---------- Working data
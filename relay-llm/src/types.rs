use serde::{Deserialize, Serialize};

/// Who produced a turn of the normalized conversation.
#[derive(Debug, Clone, Copy, PartialEq, Eq, Serialize, Deserialize)]
#[serde(rename_all = "lowercase")]
pub enum Speaker {
    Human,
    Ai,
    Tool,
}

#[derive(Debug, Clone, PartialEq, Serialize, Deserialize)]
#[serde(tag = "type", rename_all = "snake_case")]
pub enum Block {
    Text {
        text: String,
    },
    ToolCall {
        id: String,
        name: String,
        parameters: serde_json::Value,
    },
    #[serde(rename_all = "camelCase")]
    ToolResponse {
        call_id: String,
        tool_name: String,
        result: serde_json::Value,
        #[serde(default, skip_serializing_if = "Option::is_none")]
        error: Option<String>,
    },
    #[serde(rename_all = "camelCase")]
    Thinking {
        thought: String,
        source_field: String,
        #[serde(default)]
        is_hidden: bool,
        #[serde(default, skip_serializing_if = "Option::is_none")]
        signature: Option<String>,
    },
}

impl Block {
    pub fn text(text: impl Into<String>) -> Self {
        Self::Text { text: text.into() }
    }

    pub fn tool_call(
        id: impl Into<String>,
        name: impl Into<String>,
        parameters: serde_json::Value,
    ) -> Self {
        Self::ToolCall {
            id: id.into(),
            name: name.into(),
            parameters,
        }
    }

    pub fn tool_response(
        call_id: impl Into<String>,
        tool_name: impl Into<String>,
        result: serde_json::Value,
    ) -> Self {
        Self::ToolResponse {
            call_id: call_id.into(),
            tool_name: tool_name.into(),
            result,
            error: None,
        }
    }

    /// True when the block would render as nothing: blank text, or a thinking block with
    /// neither thought text nor signature.
    pub fn is_blank(&self) -> bool {
        match self {
            Self::Text { text } => text.trim().is_empty(),
            Self::Thinking {
                thought, signature, ..
            } => thought.trim().is_empty() && signature.as_deref().unwrap_or("").is_empty(),
            Self::ToolCall { .. } | Self::ToolResponse { .. } => false,
        }
    }
}

#[derive(Debug, Clone, Default, PartialEq, Eq, Serialize, Deserialize)]
pub struct UsageInfo {
    #[serde(rename = "promptTokens")]
    pub prompt_tokens: u64,
    #[serde(rename = "completionTokens")]
    pub completion_tokens: u64,
    #[serde(rename = "totalTokens")]
    pub total_tokens: u64,
    #[serde(default, skip_serializing_if = "Option::is_none")]
    pub cache_read_input_tokens: Option<u64>,
    #[serde(default, skip_serializing_if = "Option::is_none")]
    pub cache_creation_input_tokens: Option<u64>,
}

impl UsageInfo {
    /// Percentage of prompt tokens served from the vendor's prompt cache.
    ///
    /// Derived on demand; returns `None` when nothing was read or sent.
    pub fn cache_hit_rate(&self) -> Option<f64> {
        let read = self.cache_read_input_tokens.unwrap_or(0);
        let denominator = read + self.prompt_tokens;
        if denominator == 0 {
            return None;
        }
        Some(read as f64 / denominator as f64 * 100.0)
    }
}

#[derive(Debug, Clone, Default, PartialEq, Serialize, Deserialize)]
pub struct ContentMetadata {
    #[serde(default, skip_serializing_if = "Option::is_none")]
    pub usage: Option<UsageInfo>,
}

/// One turn of the conversation, or one chunk of a streamed response.
#[derive(Debug, Clone, PartialEq, Serialize, Deserialize)]
pub struct NormalizedContent {
    pub speaker: Speaker,
    #[serde(default)]
    pub blocks: Vec<Block>,
    #[serde(default, skip_serializing_if = "Option::is_none")]
    pub metadata: Option<ContentMetadata>,
}

impl NormalizedContent {
    pub fn new(speaker: Speaker, blocks: Vec<Block>) -> Self {
        Self {
            speaker,
            blocks,
            metadata: None,
        }
    }

    pub fn human(text: impl Into<String>) -> Self {
        Self::new(Speaker::Human, vec![Block::text(text)])
    }

    pub fn ai(blocks: Vec<Block>) -> Self {
        Self::new(Speaker::Ai, blocks)
    }

    pub fn tool(blocks: Vec<Block>) -> Self {
        Self::new(Speaker::Tool, blocks)
    }

    /// An `ai` chunk with no blocks, optionally carrying usage.
    pub fn usage_only(usage: Option<UsageInfo>) -> Self {
        Self {
            speaker: Speaker::Ai,
            blocks: Vec::new(),
            metadata: usage.map(|usage| ContentMetadata { usage: Some(usage) }),
        }
    }

    pub fn with_usage(mut self, usage: UsageInfo) -> Self {
        self.metadata = Some(ContentMetadata { usage: Some(usage) });
        self
    }

    pub fn usage(&self) -> Option<&UsageInfo> {
        self.metadata.as_ref().and_then(|m| m.usage.as_ref())
    }

    /// Concatenation of all text blocks.
    pub fn text(&self) -> String {
        self.blocks
            .iter()
            .filter_map(|b| match b {
                Block::Text { text } => Some(text.as_str()),
                _ => None,
            })
            .collect()
    }

    pub fn has_text(&self) -> bool {
        self.blocks
            .iter()
            .any(|b| matches!(b, Block::Text { text } if !text.trim().is_empty()))
    }

    pub fn tool_calls(&self) -> impl Iterator<Item = (&str, &str, &serde_json::Value)> {
        self.blocks.iter().filter_map(|b| match b {
            Block::ToolCall {
                id,
                name,
                parameters,
            } => Some((id.as_str(), name.as_str(), parameters)),
            _ => None,
        })
    }
}

#[derive(Debug, Clone, Serialize, Deserialize)]
pub struct ToolDefinition {
    pub name: String,
    pub description: String,
    /// JSON Schema.
    pub parameters: serde_json::Value,
}
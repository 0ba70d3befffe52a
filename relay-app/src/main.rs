//! Relay command-line client.

mod config;

use clap::{Parser, Subcommand};
use futures_util::StreamExt;
use relay_llm::{
    AuthSources, Block, CompletionOptions, LlmClient, NormalizedContent, Provider, SettingsOverrides,
    UsageInfo, resolve_auth,
};
use std::io::Write;
use std::path::PathBuf;
use tokio_util::sync::CancellationToken;
use tracing_subscriber::EnvFilter;
use tracing_subscriber::fmt::format::FmtSpan;

use crate::config::RelayConfig;

#[derive(Debug, Parser)]
#[command(name = "relay", version, about = "Provider-neutral LLM chat client")]
struct Cli {
    /// Config file (default: ~/.relay/config.toml).
    #[arg(long, global = true, env = "RELAY_CONFIG")]
    config: Option<PathBuf>,
    #[command(subcommand)]
    command: Command,
}

#[derive(Debug, Subcommand)]
enum Command {
    /// Stream one completion for a prompt to stdout.
    Chat {
        prompt: String,
        #[arg(long)]
        provider: Option<String>,
        #[arg(long)]
        model: Option<String>,
        /// Rate-limit isolation key.
        #[arg(long)]
        runtime: Option<String>,
    },
    /// Validate config and report which credential source resolves per provider.
    Doctor,
}

#[tokio::main]
async fn main() -> anyhow::Result<()> {
    let _ = dotenvy::dotenv();
    init_tracing()?;
    install_panic_hook();

    let cli = Cli::parse();
    let cfg = RelayConfig::load(cli.config).await?;

    match cli.command {
        Command::Chat {
            prompt,
            provider,
            model,
            runtime,
        } => chat(&cfg, prompt, provider.as_deref(), model, runtime).await,
        Command::Doctor => doctor(&cfg).await,
    }
}

async fn chat(
    cfg: &RelayConfig,
    prompt: String,
    provider: Option<&str>,
    model: Option<String>,
    runtime: Option<String>,
) -> anyhow::Result<()> {
    let provider = match (provider, model.as_deref().and_then(Provider::detect)) {
        (None, Some(detected)) => detected,
        (cli, _) => cfg.provider(cli)?,
    };
    let client = LlmClient::new(provider, cfg.settings_store());

    let mut settings = SettingsOverrides::new();
    if let Some(model) = model {
        settings.insert("model".to_string(), serde_json::Value::String(model));
    }
    let cancel = CancellationToken::new();
    let options = CompletionOptions {
        conversation: vec![NormalizedContent::human(prompt)],
        system_prompt: cfg.system_prompt.clone(),
        settings,
        runtime,
        cancel: cancel.clone(),
        ..CompletionOptions::default()
    };

    tokio::spawn({
        let cancel = cancel.clone();
        async move {
            if tokio::signal::ctrl_c().await.is_ok() {
                tracing::info!("interrupt received; cancelling");
                cancel.cancel();
            }
        }
    });

    let mut stream = client.generate_chat_completion(options);
    let mut stdout = std::io::stdout();
    let mut usage: Option<UsageInfo> = None;
    while let Some(chunk) = stream.next().await {
        let chunk = chunk?;
        for block in &chunk.blocks {
            match block {
                Block::Text { text } => write!(stdout, "{text}")?,
                Block::ToolCall { name, parameters, .. } => {
                    writeln!(stdout, "\n[tool call] {name} {parameters}")?
                }
                Block::Thinking {
                    thought, is_hidden, ..
                } if !is_hidden && !thought.is_empty() => eprintln!("[thinking] {thought}"),
                _ => {}
            }
        }
        stdout.flush()?;
        if let Some(u) = chunk.usage() {
            usage = Some(u.clone());
        }
    }
    writeln!(stdout)?;

    if let Some(usage) = usage {
        eprintln!(
            "usage: prompt={} completion={} total={}",
            usage.prompt_tokens, usage.completion_tokens, usage.total_tokens
        );
        if let Some(rate) = usage.cache_hit_rate() {
            eprintln!("cache hit rate: {rate:.1}%");
        }
    }
    Ok(())
}

async fn doctor(cfg: &RelayConfig) -> anyhow::Result<()> {
    let store = cfg.settings_store();
    println!("relay doctor: config ok");
    for provider in [Provider::Anthropic, Provider::Gemini] {
        let settings = store.effective(provider.as_str(), &SettingsOverrides::new());
        let model = settings.model().unwrap_or(provider.default_model()).to_string();
        match resolve_auth(provider, &AuthSources::from_env(&settings)).await {
            Ok(variant) => println!("{provider}: model={model} auth={:?}", variant.mode()),
            Err(e) => println!("{provider}: model={model} auth unavailable ({e})"),
        }
    }
    Ok(())
}

fn init_tracing() -> anyhow::Result<()> {
    let env_filter = match EnvFilter::try_from_default_env() {
        Ok(v) => v,
        Err(_) => EnvFilter::new("warn,relay=info,relay_app=info,relay_llm=info"),
    };
    let log_format = std::env::var("RELAY_LOG_FORMAT")
        .unwrap_or_else(|_| "compact".to_string())
        .to_ascii_lowercase();

    // stdout carries the completion; logs go to stderr.
    match log_format.as_str() {
        "json" => {
            tracing_subscriber::fmt()
                .with_env_filter(env_filter)
                .with_writer(std::io::stderr)
                .with_span_events(FmtSpan::CLOSE)
                .with_target(true)
                .with_file(true)
                .with_line_number(true)
                .json()
                .flatten_event(true)
                .with_current_span(true)
                .with_span_list(true)
                .init();
        }
        "pretty" => {
            tracing_subscriber::fmt()
                .with_env_filter(env_filter)
                .with_writer(std::io::stderr)
                .with_span_events(FmtSpan::CLOSE)
                .with_target(true)
                .with_file(true)
                .with_line_number(true)
                .pretty()
                .init();
        }
        "compact" => {
            tracing_subscriber::fmt()
                .with_env_filter(env_filter)
                .with_writer(std::io::stderr)
                .with_target(true)
                .compact()
                .init();
        }
        other => {
            return Err(anyhow::anyhow!(
                "unsupported RELAY_LOG_FORMAT={other:?}; expected one of: json, pretty, compact"
            ));
        }
    }

    tracing::debug!(
        log_format = %log_format,
        env_filter = ?std::env::var("RUST_LOG").ok(),
        "tracing initialized"
    );
    Ok(())
}

fn install_panic_hook() {
    let default_hook = std::panic::take_hook();
    std::panic::set_hook(Box::new(move |panic_info| {
        let location = panic_info
            .location()
            .map(|loc| format!("{}:{}", loc.file(), loc.line()))
            .unwrap_or_else(|| "unknown".to_string());
        let payload = panic_payload_to_string(panic_info.payload());
        tracing::error!(
            panic_location = %location,
            panic_payload = %payload,
            "panic captured"
        );
        default_hook(panic_info);
    }));
}

fn panic_payload_to_string(payload: &(dyn std::any::Any + Send)) -> String {
    if let Some(msg) = payload.downcast_ref::<&str>() {
        return msg.to_string();
    }
    if let Some(msg) = payload.downcast_ref::<String>() {
        return msg.clone();
    }
    "non-string panic payload".to_string()
}
use std::net::SocketAddr;
use std::path::PathBuf;
use std::time::Duration;

/// How finished workers are sent back to whoever recruited them.
#[derive(Debug, Clone, Copy, PartialEq, Eq, Default)]
pub enum Mode {
    /// Workers are never finished automatically; the callback is a static
    /// "done" page.
    #[default]
    Standalone,
    /// Mechanical Turk style external submission. Workers finish once they
    /// reach the task quota.
    Amt,
}

impl Mode {
    /// Whether reaching the quota finishes a worker without `force`.
    pub fn auto_finishes(&self) -> bool {
        matches!(self, Mode::Amt)
    }
}

impl std::fmt::Display for Mode {
    fn fmt(&self, f: &mut std::fmt::Formatter<'_>) -> std::fmt::Result {
        match self {
            Mode::Standalone => write!(f, "standalone"),
            Mode::Amt => write!(f, "amt"),
        }
    }
}

/// Timing of the data lock lease.
#[derive(Debug, Clone)]
pub struct LeaseConfig {
    /// Lifetime of the lock key. A crashed holder leaks the lock this long.
    pub ttl: Duration,
    /// Sleep between failed acquisition attempts.
    pub retry_interval: Duration,
}

impl Default for LeaseConfig {
    fn default() -> Self {
        Self {
            ttl: Duration::from_secs(10),
            retry_interval: Duration::from_secs(1),
        }
    }
}

/// Configuration of one annotation job.
///
/// Every key the job touches in the store is prefixed with `task_key`, so
/// several jobs can share one store.
#[derive(Debug, Clone)]
pub struct JobConfig {
    pub task_key: String,
    pub mode: Mode,
    /// Tasks a worker must finish, and the cap on the selection window.
    pub num_tasks: usize,
    /// Initialise `tasks_correct` on new sessions so verdicts report it.
    pub track_correct: bool,
    /// Admin secret. A random one is generated when absent.
    pub admin_secret: Option<String>,
    pub lease: LeaseConfig,
}

impl Default for JobConfig {
    fn default() -> Self {
        Self {
            task_key: "image_label".to_string(),
            mode: Mode::default(),
            num_tasks: 100,
            track_correct: false,
            admin_secret: None,
            lease: LeaseConfig::default(),
        }
    }
}

impl JobConfig {
    pub fn new(task_key: impl Into<String>, mode: Mode, num_tasks: usize) -> Self {
        Self {
            task_key: task_key.into(),
            mode,
            num_tasks,
            ..Default::default()
        }
    }

    pub fn with_admin_secret(mut self, secret: impl Into<String>) -> Self {
        self.admin_secret = Some(secret.into());
        self
    }

    pub fn with_track_correct(mut self, track_correct: bool) -> Self {
        self.track_correct = track_correct;
        self
    }

    pub fn with_lease(mut self, lease: LeaseConfig) -> Self {
        self.lease = lease;
        self
    }
}

/// Configuration of the HTTP server binary.
#[derive(Debug, Clone)]
pub struct ServerConfig {
    pub listen_addr: SocketAddr,
    /// JSON file the rows are loaded from.
    pub data_path: Option<PathBuf>,
    /// Redis server holding the shared store; in-process store when unset.
    pub redis_url: Option<String>,
    /// Rebuild the work pool from the data source before serving.
    pub setup: bool,
    pub job: JobConfig,
}

impl Default for ServerConfig {
    fn default() -> Self {
        Self {
            listen_addr: SocketAddr::from(([127, 0, 0, 1], 8080)),
            data_path: None,
            redis_url: None,
            setup: false,
            job: JobConfig::default(),
        }
    }
}

#[cfg(test)]
mod tests {
    use super::*;

    #[test]
    fn lease_config_default() {
        let cfg = LeaseConfig::default();
        assert_eq!(cfg.ttl, Duration::from_secs(10));
        assert_eq!(cfg.retry_interval, Duration::from_secs(1));
    }

    #[test]
    fn job_config_default() {
        let cfg = JobConfig::default();
        assert_eq!(cfg.task_key, "image_label");
        assert_eq!(cfg.mode, Mode::Standalone);
        assert_eq!(cfg.num_tasks, 100);
        assert!(!cfg.track_correct);
        assert!(cfg.admin_secret.is_none());
    }

    #[test]
    fn job_config_builders() {
        let cfg = JobConfig::new("video", Mode::Amt, 3)
            .with_admin_secret("s3cret")
            .with_track_correct(true);
        assert_eq!(cfg.task_key, "video");
        assert_eq!(cfg.mode, Mode::Amt);
        assert_eq!(cfg.num_tasks, 3);
        assert_eq!(cfg.admin_secret.as_deref(), Some("s3cret"));
        assert!(cfg.track_correct);
    }

    #[test]
    fn only_amt_auto_finishes() {
        assert!(Mode::Amt.auto_finishes());
        assert!(!Mode::Standalone.auto_finishes());
        assert_eq!(Mode::Amt.to_string(), "amt");
    }

    #[test]
    fn server_config_default() {
        let cfg = ServerConfig::default();
        assert_eq!(cfg.listen_addr.to_string(), "127.0.0.1:8080");
        assert!(cfg.data_path.is_none());
        assert!(cfg.redis_url.is_none());
        assert!(!cfg.setup);
    }
}
use thiserror::Error;

#[derive(Error, Debug)]
pub enum PoolError {
    #[error("Not found: {0}")]
    NotFound(String),

    #[error("Data lock lost for job {0}, buffered writes discarded")]
    LockLost(String),

    #[error("Operation cancelled while waiting for the data lock")]
    Cancelled,

    #[error("Invalid admin secret")]
    Unauthorized,

    #[error("Store integrity error: {0}")]
    Integrity(String),

    #[error("Store error: {0}")]
    Store(String),

    #[error("Redis error: {0}")]
    Redis(#[from] fred::error::Error),

    #[error("Data source error: {0}")]
    DataSource(String),

    #[error("Serialization error: {0}")]
    Serialization(#[from] serde_json::Error),

    #[error("I/O error: {0}")]
    Io(#[from] std::io::Error),
}

pub type Result<T> = std::result::Result<T, PoolError>;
--------------------
Nothing should appear in the answer except the lines above from the line with "matches!(self, Mode::Amt)" through the line with "failed acquisition attempts.", both included, written out exactly.

• **Response**:
        matches!(self, Mode::Amt)
    }
}

impl std::fmt::Display for Mode {
    fn fmt(&self, f: &mut std::fmt::Formatter<'_>) -> std::fmt::Result {
        match self {
            Mode::Standalone => write!(f, "standalone"),
            Mode::Amt => write!(f, "amt"),
        }
    }
}

/// Timing of the data lock lease.
#[derive(Debug, Clone)]
pub struct LeaseConfig {
    /// Lifetime of the lock key. A crashed holder leaks the lock this long.
    pub ttl: Duration,
    /// Sleep between failed acquisition attempts.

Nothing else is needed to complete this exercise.